Entre tanta ida y venida, conocí casi todas las edades de la soledad, me salió un callo justo donde palpitan las emociones y me fue cada vez más difícil demostrar lo mucho que me dolía seguir sufriendo.
Un buen día, cuando ya había abandonado toda esperanza de sentir y hacer sentir que sentía, apareció ella. Ella, que todo lo hizo sin saber que lo hacía. Ella, que todo lo cambió sin querer. En cuanto la vi, automáticamente empecé a descubrir el sabor amargo y salado del llanto. Porque la he llorado. La he llorado mucho y, como siempre se llora, a demasiada distancia. Bajo la lluvia mezclando mis lágrimas con las del cielo, desde el cierre derrotado de cualquier bar o bajo la media apertura de su ventana, da igual. La he llorado como nunca lloré a los que creía conocer.
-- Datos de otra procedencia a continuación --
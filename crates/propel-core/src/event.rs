//! Priority-ordered table of condition→action bindings.
//!
//! The manager is independent of any single driver: it backs user-visible
//! timed/conditional callbacks and the timed sub-events drivers register
//! internally. Conditions are re-evaluated every sweep (level-triggered);
//! an event whose condition stays true keeps firing until its fire count is
//! exhausted. A fire count of 1 therefore behaves edge-triggered, which is
//! exactly what internal one-shot events rely on.

use crate::error::{DriveError, Result};
use crate::ids::{DriverId, EventId};
use serde::{Deserialize, Serialize};
use std::collections::{BTreeMap, HashMap};
use std::fmt;

/// Condition predicate; receives the engine's accumulated time in seconds.
pub type Condition = Box<dyn FnMut(f64) -> bool>;

/// Action fired when the condition holds.
pub type Action = Box<dyn FnMut()>;

/// How many more times an event may fire.
#[derive(Copy, Clone, Debug, PartialEq, Eq, Serialize, Deserialize)]
pub enum FireCount {
    Infinite,
    Remaining(u32),
}

impl FireCount {
    #[inline]
    fn is_exhausted(self) -> bool {
        matches!(self, Self::Remaining(0))
    }
}

/// A condition→action binding awaiting registration.
pub struct ManagedEvent {
    pub(crate) target: Option<DriverId>,
    pub(crate) condition: Condition,
    pub(crate) action: Action,
    pub(crate) priority: u32,
    pub(crate) remaining: FireCount,
    pub(crate) enabled: bool,
}

impl ManagedEvent {
    /// A new always-enabled event with priority 0 and infinite fire count.
    pub fn new(condition: impl FnMut(f64) -> bool + 'static, action: impl FnMut() + 'static) -> Self {
        Self {
            target: None,
            condition: Box::new(condition),
            action: Box::new(action),
            priority: 0,
            remaining: FireCount::Infinite,
            enabled: true,
        }
    }

    /// A one-shot event firing once `now` reaches `at` seconds.
    pub fn timed(at: f64, action: impl FnMut() + 'static) -> Self {
        Self::new(move |now| now >= at, action).with_fire_count(FireCount::Remaining(1))
    }

    /// A one-shot conditional event.
    pub fn once(
        condition: impl FnMut(f64) -> bool + 'static,
        action: impl FnMut() + 'static,
    ) -> Self {
        Self::new(condition, action).with_fire_count(FireCount::Remaining(1))
    }

    /// Group this event under a driver so it is dropped when that driver is
    /// disposed.
    #[inline]
    pub fn with_target(mut self, target: DriverId) -> Self {
        self.target = Some(target);
        self
    }

    /// Set the priority; lower priorities fire first.
    #[inline]
    pub fn with_priority(mut self, priority: u32) -> Self {
        self.priority = priority;
        self
    }

    /// Set the remaining fire count.
    #[inline]
    pub fn with_fire_count(mut self, remaining: FireCount) -> Self {
        self.remaining = remaining;
        self
    }

    /// Register the event disabled.
    #[inline]
    pub fn disabled(mut self) -> Self {
        self.enabled = false;
        self
    }
}

impl fmt::Debug for ManagedEvent {
    fn fmt(&self, f: &mut fmt::Formatter<'_>) -> fmt::Result {
        f.debug_struct("ManagedEvent")
            .field("target", &self.target)
            .field("priority", &self.priority)
            .field("remaining", &self.remaining)
            .field("enabled", &self.enabled)
            .finish_non_exhaustive()
    }
}

/// Table of managed events with a by-priority index (ascending) and a
/// by-target index for bulk removal.
#[derive(Default)]
pub struct EventManager {
    table: HashMap<EventId, ManagedEvent>,
    /// Priority buckets; ids within a bucket keep registration order.
    by_priority: BTreeMap<u32, Vec<EventId>>,
    by_target: HashMap<DriverId, Vec<EventId>>,
    next_id: u64,
}

impl EventManager {
    pub fn new() -> Self {
        Self::default()
    }

    /// Number of registered events.
    #[inline]
    pub fn len(&self) -> usize {
        self.table.len()
    }

    #[inline]
    pub fn is_empty(&self) -> bool {
        self.table.is_empty()
    }

    #[inline]
    pub fn contains(&self, id: EventId) -> bool {
        self.table.contains_key(&id)
    }

    /// Register an event under a freshly minted id.
    pub fn register(&mut self, event: ManagedEvent) -> EventId {
        let id = EventId(self.next_id);
        self.next_id += 1;
        self.insert(id, event);
        id
    }

    /// Register an event under a caller-supplied id. Fails (logged, no-op)
    /// if the id is already present.
    pub fn register_with_id(&mut self, id: EventId, event: ManagedEvent) -> Option<EventId> {
        if self.table.contains_key(&id) {
            log::error!("event id {id:?} already registered; ignoring registration");
            return None;
        }
        self.next_id = self.next_id.max(id.0 + 1);
        self.insert(id, event);
        Some(id)
    }

    fn insert(&mut self, id: EventId, event: ManagedEvent) {
        self.by_priority.entry(event.priority).or_default().push(id);
        if let Some(target) = event.target {
            self.by_target.entry(target).or_default().push(id);
        }
        self.table.insert(id, event);
    }

    /// Remove an event. Removing an unknown id is a lifecycle bug in the
    /// caller and fails hard.
    pub fn remove(&mut self, id: EventId) -> Result<()> {
        if !self.table.contains_key(&id) {
            return Err(DriveError::UnknownEvent(id));
        }
        self.purge(id);
        Ok(())
    }

    /// Drop every event grouped under `target`. Used when a driver is
    /// disposed; absence of events is not an error.
    pub fn remove_for_target(&mut self, target: DriverId) {
        if let Some(ids) = self.by_target.remove(&target) {
            for id in ids {
                if let Some(event) = self.table.remove(&id) {
                    Self::unindex_priority(&mut self.by_priority, event.priority, id);
                }
            }
        }
    }

    /// Move an event to a new priority; it joins the end of the new bucket.
    pub fn set_priority(&mut self, id: EventId, priority: u32) -> Result<()> {
        let old = self
            .table
            .get(&id)
            .map(|e| e.priority)
            .ok_or(DriveError::UnknownEvent(id))?;
        if old == priority {
            return Ok(());
        }
        Self::unindex_priority(&mut self.by_priority, old, id);
        self.by_priority.entry(priority).or_default().push(id);
        if let Some(event) = self.table.get_mut(&id) {
            event.priority = priority;
        }
        Ok(())
    }

    /// Change the remaining fire count.
    pub fn set_fire_count(&mut self, id: EventId, remaining: FireCount) -> Result<()> {
        let event = self.table.get_mut(&id).ok_or(DriveError::UnknownEvent(id))?;
        event.remaining = remaining;
        Ok(())
    }

    /// Enable or disable an event without removing it.
    pub fn set_enabled(&mut self, id: EventId, enabled: bool) -> Result<()> {
        let event = self.table.get_mut(&id).ok_or(DriveError::UnknownEvent(id))?;
        event.enabled = enabled;
        Ok(())
    }

    /// Evaluate every enabled event in ascending priority order (registration
    /// order within a bucket). Events whose condition holds with an exhausted
    /// fire count are marked and dropped after the sweep instead of firing.
    pub fn sweep(&mut self, now: f64) {
        let order: Vec<EventId> = self
            .by_priority
            .values()
            .flat_map(|ids| ids.iter().copied())
            .collect();

        let mut exhausted: Vec<EventId> = Vec::new();
        for id in order {
            let Some(event) = self.table.get_mut(&id) else {
                continue;
            };
            if !event.enabled {
                continue;
            }
            if !(event.condition)(now) {
                continue;
            }
            if event.remaining.is_exhausted() {
                exhausted.push(id);
                continue;
            }
            (event.action)();
            if let FireCount::Remaining(n) = event.remaining {
                event.remaining = FireCount::Remaining(n - 1);
                if event.remaining.is_exhausted() {
                    exhausted.push(id);
                }
            }
        }

        for id in exhausted {
            self.purge(id);
        }
    }

    fn purge(&mut self, id: EventId) {
        if let Some(event) = self.table.remove(&id) {
            Self::unindex_priority(&mut self.by_priority, event.priority, id);
            if let Some(target) = event.target {
                if let Some(ids) = self.by_target.get_mut(&target) {
                    ids.retain(|&e| e != id);
                    if ids.is_empty() {
                        self.by_target.remove(&target);
                    }
                }
            }
        }
    }

    fn unindex_priority(buckets: &mut BTreeMap<u32, Vec<EventId>>, priority: u32, id: EventId) {
        if let Some(ids) = buckets.get_mut(&priority) {
            ids.retain(|&e| e != id);
            if ids.is_empty() {
                buckets.remove(&priority);
            }
        }
    }
}

#[cfg(test)]
mod tests {
    use super::*;
    use std::cell::RefCell;
    use std::rc::Rc;

    fn recorder() -> (Rc<RefCell<Vec<&'static str>>>, impl Fn(&'static str) -> Action) {
        let log = Rc::new(RefCell::new(Vec::new()));
        let make = {
            let log = Rc::clone(&log);
            move |label: &'static str| -> Action {
                let log = Rc::clone(&log);
                Box::new(move || log.borrow_mut().push(label))
            }
        };
        (log, make)
    }

    #[test]
    fn fires_in_ascending_priority_order() {
        let (log, make) = recorder();
        let mut events = EventManager::new();
        events.register(ManagedEvent {
            target: None,
            condition: Box::new(|_| true),
            action: make("high"),
            priority: 5,
            remaining: FireCount::Infinite,
            enabled: true,
        });
        events.register(ManagedEvent {
            target: None,
            condition: Box::new(|_| true),
            action: make("low"),
            priority: 1,
            remaining: FireCount::Infinite,
            enabled: true,
        });
        events.sweep(0.0);
        assert_eq!(*log.borrow(), vec!["low", "high"]);
    }

    #[test]
    fn registration_order_breaks_priority_ties() {
        let (log, make) = recorder();
        let mut events = EventManager::new();
        for label in ["first", "second", "third"] {
            events.register(ManagedEvent {
                target: None,
                condition: Box::new(|_| true),
                action: make(label),
                priority: 3,
                remaining: FireCount::Infinite,
                enabled: true,
            });
        }
        events.sweep(0.0);
        assert_eq!(*log.borrow(), vec!["first", "second", "third"]);
    }

    #[test]
    fn fire_count_exhaustion_removes_event() {
        let (log, make) = recorder();
        let mut events = EventManager::new();
        let id = events.register(ManagedEvent {
            target: None,
            condition: Box::new(|_| true),
            action: make("tick"),
            priority: 0,
            remaining: FireCount::Remaining(2),
            enabled: true,
        });
        events.sweep(0.0);
        events.sweep(0.0);
        assert_eq!(log.borrow().len(), 2);
        assert!(!events.contains(id));
        events.sweep(0.0);
        assert_eq!(log.borrow().len(), 2);
    }

    #[test]
    fn level_triggered_reevaluation() {
        let (log, make) = recorder();
        let mut events = EventManager::new();
        events.register(ManagedEvent {
            target: None,
            condition: Box::new(|now| now >= 1.0),
            action: make("late"),
            priority: 0,
            remaining: FireCount::Infinite,
            enabled: true,
        });
        events.sweep(0.5);
        assert!(log.borrow().is_empty());
        events.sweep(1.0);
        events.sweep(2.0);
        assert_eq!(log.borrow().len(), 2);
    }

    #[test]
    fn disabled_events_are_skipped_until_reenabled() {
        let (log, make) = recorder();
        let mut events = EventManager::new();
        let id = events.register(ManagedEvent {
            target: None,
            condition: Box::new(|_| true),
            action: make("tick"),
            priority: 0,
            remaining: FireCount::Infinite,
            enabled: true,
        });

        events.set_enabled(id, false).unwrap();
        events.sweep(0.0);
        assert!(log.borrow().is_empty());
        assert!(events.contains(id));

        events.set_enabled(id, true).unwrap();
        events.sweep(0.0);
        assert_eq!(log.borrow().len(), 1);
    }

    #[test]
    fn fire_count_reset_extends_firing() {
        let (log, make) = recorder();
        let mut events = EventManager::new();
        let id = events.register(ManagedEvent {
            target: None,
            condition: Box::new(|_| true),
            action: make("tick"),
            priority: 0,
            remaining: FireCount::Remaining(1),
            enabled: true,
        });

        events.set_fire_count(id, FireCount::Remaining(3)).unwrap();
        for _ in 0..5 {
            events.sweep(0.0);
        }
        assert_eq!(log.borrow().len(), 3);
        assert!(!events.contains(id));
    }

    #[test]
    fn unknown_id_is_a_hard_failure() {
        let mut events = EventManager::new();
        let missing = EventId(99);
        assert_eq!(events.remove(missing), Err(DriveError::UnknownEvent(missing)));
        assert_eq!(
            events.set_priority(missing, 1),
            Err(DriveError::UnknownEvent(missing))
        );
        assert_eq!(
            events.set_fire_count(missing, FireCount::Infinite),
            Err(DriveError::UnknownEvent(missing))
        );
        assert_eq!(
            events.set_enabled(missing, true),
            Err(DriveError::UnknownEvent(missing))
        );
    }

    #[test]
    fn duplicate_registration_is_a_logged_noop() {
        let mut events = EventManager::new();
        let id = events.register(ManagedEvent::timed(0.0, || {}));
        assert!(events
            .register_with_id(id, ManagedEvent::timed(0.0, || {}))
            .is_none());
        assert_eq!(events.len(), 1);
    }

    #[test]
    fn remove_for_target_drops_grouped_events() {
        let mut events = EventManager::new();
        let driver = DriverId(7);
        events.register(ManagedEvent::timed(10.0, || {}).with_target(driver));
        events.register(ManagedEvent::timed(10.0, || {}).with_target(driver));
        let kept = events.register(ManagedEvent::timed(10.0, || {}));
        events.remove_for_target(driver);
        assert_eq!(events.len(), 1);
        assert!(events.contains(kept));
    }

    #[test]
    fn priority_change_moves_to_end_of_new_bucket() {
        let (log, make) = recorder();
        let mut events = EventManager::new();
        let a = events.register(ManagedEvent {
            target: None,
            condition: Box::new(|_| true),
            action: make("a"),
            priority: 2,
            remaining: FireCount::Infinite,
            enabled: true,
        });
        events.register(ManagedEvent {
            target: None,
            condition: Box::new(|_| true),
            action: make("b"),
            priority: 5,
            remaining: FireCount::Infinite,
            enabled: true,
        });
        events.set_priority(a, 5).unwrap();
        events.sweep(0.0);
        assert_eq!(*log.borrow(), vec!["b", "a"]);
    }
}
La he llorado por el futuro que ya no tendremos. La he llorado por ese pasado que dejamos pasar. La he llorado hasta quedarme sin aliento. Y la sigo llorando por lo que pudo ser, incluso por lo que nunca será.
Sé lo que estás pensando. Que estoy enfermo. Que no la conozco de nada. Que no hemos cruzado más de dos palabras y un precio. Pero es que en ocasiones, la nostalgia es tan caprichosa que no necesita argumentos para doler. Se pueden echar de menos amores que jamás ocurrieron. Se pueden extrañar situaciones que no llegaron a pasar. De hecho si nunca te ha ocurrido es que nunca has querido por encima de tus posibilidades. Y si no has querido por encima de tus posibilidades, tu corazón no ha pasado de ser un órgano muscular hueco que impulsa sangre.
Eso es lo que pasa. Que la echo de menos. En toda su ausencia. Hasta decir basta. Añoro esos paseos que nunca dimos por el parque. Añoro esos besos que jamás me dio. Esas risas tontas que no nos echamos. Esa canción que nunca escuchamos juntos después de no hacer el amor.
Tengo que volver con ella antes de morirme del todo. Tengo que volver con ella hasta el punto en el que dejó de poder ser. Y volver a empezar juntos... por primera vez.